Directions for this task
Nothing is needed except the lines below that run from the one with "#[derive(Debug, Clone, Default, PartialEq, Eq)]" through the one with "let mut report", repeated exactly.

--- Available records Enclosed Below ---

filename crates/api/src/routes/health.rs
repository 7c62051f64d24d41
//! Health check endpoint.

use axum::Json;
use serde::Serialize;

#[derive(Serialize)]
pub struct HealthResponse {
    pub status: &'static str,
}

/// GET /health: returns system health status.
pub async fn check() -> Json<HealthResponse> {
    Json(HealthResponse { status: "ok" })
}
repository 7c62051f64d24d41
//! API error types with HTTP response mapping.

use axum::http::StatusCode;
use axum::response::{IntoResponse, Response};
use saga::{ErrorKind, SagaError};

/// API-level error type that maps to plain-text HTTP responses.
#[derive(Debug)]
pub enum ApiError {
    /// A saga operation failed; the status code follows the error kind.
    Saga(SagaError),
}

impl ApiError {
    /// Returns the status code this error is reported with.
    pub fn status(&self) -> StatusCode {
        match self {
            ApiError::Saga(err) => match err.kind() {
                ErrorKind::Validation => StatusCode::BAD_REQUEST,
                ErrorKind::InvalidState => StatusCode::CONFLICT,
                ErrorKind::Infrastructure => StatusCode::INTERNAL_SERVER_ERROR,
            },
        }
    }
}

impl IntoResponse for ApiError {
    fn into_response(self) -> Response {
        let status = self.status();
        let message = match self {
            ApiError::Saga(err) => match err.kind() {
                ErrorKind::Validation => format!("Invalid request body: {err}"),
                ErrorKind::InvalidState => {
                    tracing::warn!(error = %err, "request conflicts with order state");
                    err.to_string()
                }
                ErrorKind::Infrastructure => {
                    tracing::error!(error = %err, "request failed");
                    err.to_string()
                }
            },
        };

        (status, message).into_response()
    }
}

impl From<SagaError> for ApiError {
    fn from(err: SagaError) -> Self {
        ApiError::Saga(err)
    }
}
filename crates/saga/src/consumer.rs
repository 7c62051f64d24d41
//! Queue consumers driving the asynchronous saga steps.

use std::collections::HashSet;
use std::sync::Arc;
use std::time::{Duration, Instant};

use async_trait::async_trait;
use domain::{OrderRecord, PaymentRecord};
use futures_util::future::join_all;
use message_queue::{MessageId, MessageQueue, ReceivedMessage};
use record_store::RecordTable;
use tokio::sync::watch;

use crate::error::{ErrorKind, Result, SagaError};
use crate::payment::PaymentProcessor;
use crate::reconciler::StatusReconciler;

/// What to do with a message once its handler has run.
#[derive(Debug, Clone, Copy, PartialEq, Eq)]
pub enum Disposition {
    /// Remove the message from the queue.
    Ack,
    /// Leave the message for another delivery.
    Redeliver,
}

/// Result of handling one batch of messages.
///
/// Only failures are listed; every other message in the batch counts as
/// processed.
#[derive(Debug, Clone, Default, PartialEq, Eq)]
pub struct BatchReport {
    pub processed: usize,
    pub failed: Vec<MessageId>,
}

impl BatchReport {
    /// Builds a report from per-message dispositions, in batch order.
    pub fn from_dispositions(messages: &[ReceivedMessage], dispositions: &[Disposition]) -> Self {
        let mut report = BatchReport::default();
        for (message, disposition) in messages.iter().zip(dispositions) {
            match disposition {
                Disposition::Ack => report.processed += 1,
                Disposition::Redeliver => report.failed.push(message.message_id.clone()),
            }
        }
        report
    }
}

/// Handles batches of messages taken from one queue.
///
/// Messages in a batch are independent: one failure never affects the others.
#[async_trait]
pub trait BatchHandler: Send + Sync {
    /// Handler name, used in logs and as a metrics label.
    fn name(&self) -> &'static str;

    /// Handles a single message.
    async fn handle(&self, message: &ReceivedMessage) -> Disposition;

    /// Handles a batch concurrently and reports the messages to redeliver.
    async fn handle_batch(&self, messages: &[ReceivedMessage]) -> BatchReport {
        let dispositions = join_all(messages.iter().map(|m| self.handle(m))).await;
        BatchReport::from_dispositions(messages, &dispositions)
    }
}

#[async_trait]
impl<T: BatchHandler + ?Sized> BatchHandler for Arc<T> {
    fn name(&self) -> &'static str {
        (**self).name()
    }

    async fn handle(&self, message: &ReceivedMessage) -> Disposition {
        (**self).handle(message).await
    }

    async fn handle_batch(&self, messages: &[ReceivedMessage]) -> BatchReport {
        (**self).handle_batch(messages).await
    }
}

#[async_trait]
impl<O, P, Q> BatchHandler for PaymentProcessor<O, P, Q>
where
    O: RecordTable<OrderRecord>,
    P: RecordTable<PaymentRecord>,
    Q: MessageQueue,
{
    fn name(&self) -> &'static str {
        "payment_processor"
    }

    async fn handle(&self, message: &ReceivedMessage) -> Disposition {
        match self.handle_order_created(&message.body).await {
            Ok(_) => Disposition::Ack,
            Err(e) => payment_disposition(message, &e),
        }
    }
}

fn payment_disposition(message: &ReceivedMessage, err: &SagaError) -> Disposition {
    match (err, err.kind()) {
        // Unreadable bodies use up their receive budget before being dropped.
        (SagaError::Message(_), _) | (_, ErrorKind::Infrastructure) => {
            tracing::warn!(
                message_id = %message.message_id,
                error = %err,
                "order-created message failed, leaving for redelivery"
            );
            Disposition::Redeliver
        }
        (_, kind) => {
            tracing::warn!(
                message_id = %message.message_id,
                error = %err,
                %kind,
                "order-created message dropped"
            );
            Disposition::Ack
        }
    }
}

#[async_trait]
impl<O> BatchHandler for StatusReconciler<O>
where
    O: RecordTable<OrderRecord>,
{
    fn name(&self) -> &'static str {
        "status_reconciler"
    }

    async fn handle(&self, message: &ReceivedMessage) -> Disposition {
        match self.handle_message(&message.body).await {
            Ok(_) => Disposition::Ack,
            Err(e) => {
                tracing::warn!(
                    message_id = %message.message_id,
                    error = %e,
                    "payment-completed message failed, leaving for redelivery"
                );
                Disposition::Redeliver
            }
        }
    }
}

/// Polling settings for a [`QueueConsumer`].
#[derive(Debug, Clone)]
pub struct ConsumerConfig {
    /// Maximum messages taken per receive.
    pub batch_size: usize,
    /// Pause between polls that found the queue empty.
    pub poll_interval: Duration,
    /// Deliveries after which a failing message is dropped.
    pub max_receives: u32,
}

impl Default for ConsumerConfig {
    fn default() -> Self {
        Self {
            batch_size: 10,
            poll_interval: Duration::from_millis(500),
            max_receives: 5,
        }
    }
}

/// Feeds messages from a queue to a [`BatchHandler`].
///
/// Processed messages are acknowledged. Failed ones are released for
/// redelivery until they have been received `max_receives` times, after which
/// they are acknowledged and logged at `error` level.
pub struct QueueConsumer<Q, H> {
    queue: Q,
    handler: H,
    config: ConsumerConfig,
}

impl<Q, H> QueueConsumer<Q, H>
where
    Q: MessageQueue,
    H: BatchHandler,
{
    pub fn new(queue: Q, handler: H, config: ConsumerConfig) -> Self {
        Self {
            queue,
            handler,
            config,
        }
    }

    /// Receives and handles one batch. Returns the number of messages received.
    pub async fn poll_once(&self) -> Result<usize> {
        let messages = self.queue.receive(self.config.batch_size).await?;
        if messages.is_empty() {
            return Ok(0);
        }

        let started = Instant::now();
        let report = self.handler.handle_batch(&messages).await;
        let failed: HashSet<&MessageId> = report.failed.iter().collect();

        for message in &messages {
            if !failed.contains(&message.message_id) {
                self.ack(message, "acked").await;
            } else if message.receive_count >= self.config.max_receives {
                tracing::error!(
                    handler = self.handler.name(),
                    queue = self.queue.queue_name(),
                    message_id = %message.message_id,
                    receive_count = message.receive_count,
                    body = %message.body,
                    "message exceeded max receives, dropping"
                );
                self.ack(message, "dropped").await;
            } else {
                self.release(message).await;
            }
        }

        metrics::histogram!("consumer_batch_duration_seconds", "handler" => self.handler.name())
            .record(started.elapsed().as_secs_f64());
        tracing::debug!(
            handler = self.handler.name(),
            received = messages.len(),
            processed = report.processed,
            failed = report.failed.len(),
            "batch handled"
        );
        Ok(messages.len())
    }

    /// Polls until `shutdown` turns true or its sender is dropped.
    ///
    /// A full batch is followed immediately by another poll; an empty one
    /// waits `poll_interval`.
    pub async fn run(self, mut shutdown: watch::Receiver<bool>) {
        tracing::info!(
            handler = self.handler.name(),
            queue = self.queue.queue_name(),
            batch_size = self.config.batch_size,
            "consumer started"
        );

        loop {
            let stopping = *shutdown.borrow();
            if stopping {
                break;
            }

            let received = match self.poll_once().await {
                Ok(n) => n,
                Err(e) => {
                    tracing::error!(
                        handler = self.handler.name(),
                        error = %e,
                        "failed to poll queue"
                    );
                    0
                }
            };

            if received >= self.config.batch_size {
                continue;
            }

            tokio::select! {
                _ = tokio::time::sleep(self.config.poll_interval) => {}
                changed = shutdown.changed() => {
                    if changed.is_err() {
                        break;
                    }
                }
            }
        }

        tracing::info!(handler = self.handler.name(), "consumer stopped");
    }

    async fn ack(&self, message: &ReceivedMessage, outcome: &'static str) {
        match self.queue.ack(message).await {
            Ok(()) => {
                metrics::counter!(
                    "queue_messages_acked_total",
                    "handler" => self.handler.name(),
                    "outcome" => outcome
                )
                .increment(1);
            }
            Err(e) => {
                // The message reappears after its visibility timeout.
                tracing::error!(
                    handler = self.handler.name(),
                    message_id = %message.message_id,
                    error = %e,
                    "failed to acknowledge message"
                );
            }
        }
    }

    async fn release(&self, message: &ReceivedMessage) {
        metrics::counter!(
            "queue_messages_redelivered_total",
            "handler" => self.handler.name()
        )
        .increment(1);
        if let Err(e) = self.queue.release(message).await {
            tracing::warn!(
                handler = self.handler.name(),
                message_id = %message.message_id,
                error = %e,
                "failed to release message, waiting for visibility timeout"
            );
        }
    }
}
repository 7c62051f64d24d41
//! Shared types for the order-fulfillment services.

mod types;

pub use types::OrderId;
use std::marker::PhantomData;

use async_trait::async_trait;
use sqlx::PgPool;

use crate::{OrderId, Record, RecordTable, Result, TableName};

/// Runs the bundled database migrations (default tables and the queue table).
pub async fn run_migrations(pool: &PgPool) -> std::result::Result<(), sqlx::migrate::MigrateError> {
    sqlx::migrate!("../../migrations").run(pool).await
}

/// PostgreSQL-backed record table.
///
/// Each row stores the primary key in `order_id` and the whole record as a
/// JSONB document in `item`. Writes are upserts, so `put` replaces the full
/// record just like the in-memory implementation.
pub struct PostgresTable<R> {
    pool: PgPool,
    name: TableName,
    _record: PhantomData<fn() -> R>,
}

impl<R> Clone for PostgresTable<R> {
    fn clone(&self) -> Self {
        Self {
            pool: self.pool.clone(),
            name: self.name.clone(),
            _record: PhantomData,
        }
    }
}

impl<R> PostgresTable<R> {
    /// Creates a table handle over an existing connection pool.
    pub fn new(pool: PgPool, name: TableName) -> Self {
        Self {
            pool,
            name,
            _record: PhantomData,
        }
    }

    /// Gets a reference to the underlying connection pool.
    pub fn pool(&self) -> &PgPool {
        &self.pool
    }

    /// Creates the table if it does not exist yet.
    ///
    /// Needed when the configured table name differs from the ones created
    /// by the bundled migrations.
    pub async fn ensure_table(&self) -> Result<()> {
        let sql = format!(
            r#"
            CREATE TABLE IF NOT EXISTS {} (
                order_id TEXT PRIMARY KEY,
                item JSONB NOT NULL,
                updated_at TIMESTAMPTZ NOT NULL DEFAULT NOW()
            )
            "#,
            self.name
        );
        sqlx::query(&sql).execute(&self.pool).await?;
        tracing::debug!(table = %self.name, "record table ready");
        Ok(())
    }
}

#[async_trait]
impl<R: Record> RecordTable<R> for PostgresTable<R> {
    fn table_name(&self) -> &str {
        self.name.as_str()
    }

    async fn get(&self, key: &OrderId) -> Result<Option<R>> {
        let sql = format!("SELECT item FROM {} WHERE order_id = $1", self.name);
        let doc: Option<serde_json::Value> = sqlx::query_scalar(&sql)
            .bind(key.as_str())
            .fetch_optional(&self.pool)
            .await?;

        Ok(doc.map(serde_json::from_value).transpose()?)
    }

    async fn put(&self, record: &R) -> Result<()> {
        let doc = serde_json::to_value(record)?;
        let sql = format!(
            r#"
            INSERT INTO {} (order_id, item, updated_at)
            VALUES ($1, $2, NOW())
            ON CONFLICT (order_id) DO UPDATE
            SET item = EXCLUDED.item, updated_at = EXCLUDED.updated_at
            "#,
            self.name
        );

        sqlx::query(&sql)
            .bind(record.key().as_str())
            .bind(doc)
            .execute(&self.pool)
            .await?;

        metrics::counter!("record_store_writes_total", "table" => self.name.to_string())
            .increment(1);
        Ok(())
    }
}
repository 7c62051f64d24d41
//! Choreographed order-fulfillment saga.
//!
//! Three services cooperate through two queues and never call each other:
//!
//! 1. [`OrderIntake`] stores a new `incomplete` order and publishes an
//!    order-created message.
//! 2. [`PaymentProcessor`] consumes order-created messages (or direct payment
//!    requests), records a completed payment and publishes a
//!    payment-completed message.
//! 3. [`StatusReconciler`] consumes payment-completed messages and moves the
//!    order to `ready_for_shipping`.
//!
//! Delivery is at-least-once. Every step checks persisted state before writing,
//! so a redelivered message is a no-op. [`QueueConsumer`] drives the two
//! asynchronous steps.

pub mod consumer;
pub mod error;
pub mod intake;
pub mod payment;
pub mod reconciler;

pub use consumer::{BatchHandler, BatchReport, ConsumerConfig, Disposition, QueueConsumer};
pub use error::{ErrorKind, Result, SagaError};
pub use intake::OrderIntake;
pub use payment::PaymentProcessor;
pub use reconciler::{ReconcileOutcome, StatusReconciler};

--- End of Enclosed Available records ---

Written reply
#[derive(Debug, Clone, Default, PartialEq, Eq)]
pub struct BatchReport {
    pub processed: usize,
    pub failed: Vec<MessageId>,
}

impl BatchReport {
    /// Builds a report from per-message dispositions, in batch order.
    pub fn from_dispositions(messages: &[ReceivedMessage], dispositions: &[Disposition]) -> Self {
        let mut report = BatchReport::default();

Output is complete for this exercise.